■ **MATERIAL SUPPLIED**:
=-=-=-=-=

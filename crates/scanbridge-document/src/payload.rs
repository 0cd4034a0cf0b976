// SPDX-License-Identifier: MIT
//
// Image payload decoding -- captured frames arrive from the mobile browser
// as base64 strings, usually wrapped in a data URL.

use base64::Engine;
use base64::engine::general_purpose::STANDARD;

use scanbridge_core::error::{Result, ScanbridgeError};

/// Decode an uploaded image payload into raw image bytes.
///
/// Accepts either a bare base64 string or a `data:image/...;base64,`
/// URL as produced by `canvas.toDataURL()`. Anything else is a caller
/// error.
pub fn decode_image_payload(payload: &str) -> Result<Vec<u8>> {
    let trimmed = payload.trim();
    if trimmed.is_empty() {
        return Err(ScanbridgeError::EmptyImagePayload);
    }

    let encoded = match trimmed.strip_prefix("data:") {
        Some(rest) => {
            let (meta, data) = rest.split_once(',').ok_or_else(|| {
                ScanbridgeError::InvalidRequest("data URL without a comma separator".into())
            })?;
            if !meta.ends_with(";base64") {
                return Err(ScanbridgeError::InvalidRequest(format!(
                    "unsupported data URL encoding: {meta}"
                )));
            }
            data
        }
        None => trimmed,
    };

    STANDARD
        .decode(encoded)
        .map_err(|e| ScanbridgeError::InvalidRequest(format!("invalid base64 payload: {e}")))
}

=-=-=-=-=

■ **PROBLEM REQUIREMENTS**: Each of the records is to be repeated word for word.

■ **RESPONSE TO THIS TASK**:
filename crates/scanbridge-document/src/payload.rs
repository 0cd4034a0cf0b976
// SPDX-License-Identifier: MIT
//
// Image payload decoding -- captured frames arrive from the mobile browser
// as base64 strings, usually wrapped in a data URL.

use base64::Engine;
use base64::engine::general_purpose::STANDARD;

use scanbridge_core::error::{Result, ScanbridgeError};

/// Decode an uploaded image payload into raw image bytes.
///
/// Accepts either a bare base64 string or a `data:image/...;base64,`
/// URL as produced by `canvas.toDataURL()`. Anything else is a caller
/// error.
pub fn decode_image_payload(payload: &str) -> Result<Vec<u8>> {
    let trimmed = payload.trim();
    if trimmed.is_empty() {
        return Err(ScanbridgeError::EmptyImagePayload);
    }

    let encoded = match trimmed.strip_prefix("data:") {
        Some(rest) => {
            let (meta, data) = rest.split_once(',').ok_or_else(|| {
                ScanbridgeError::InvalidRequest("data URL without a comma separator".into())
            })?;
            if !meta.ends_with(";base64") {
                return Err(ScanbridgeError::InvalidRequest(format!(
                    "unsupported data URL encoding: {meta}"
                )));
            }
            data
        }
        None => trimmed,
    };

    STANDARD
        .decode(encoded)
        .map_err(|e| ScanbridgeError::InvalidRequest(format!("invalid base64 payload: {e}")))
}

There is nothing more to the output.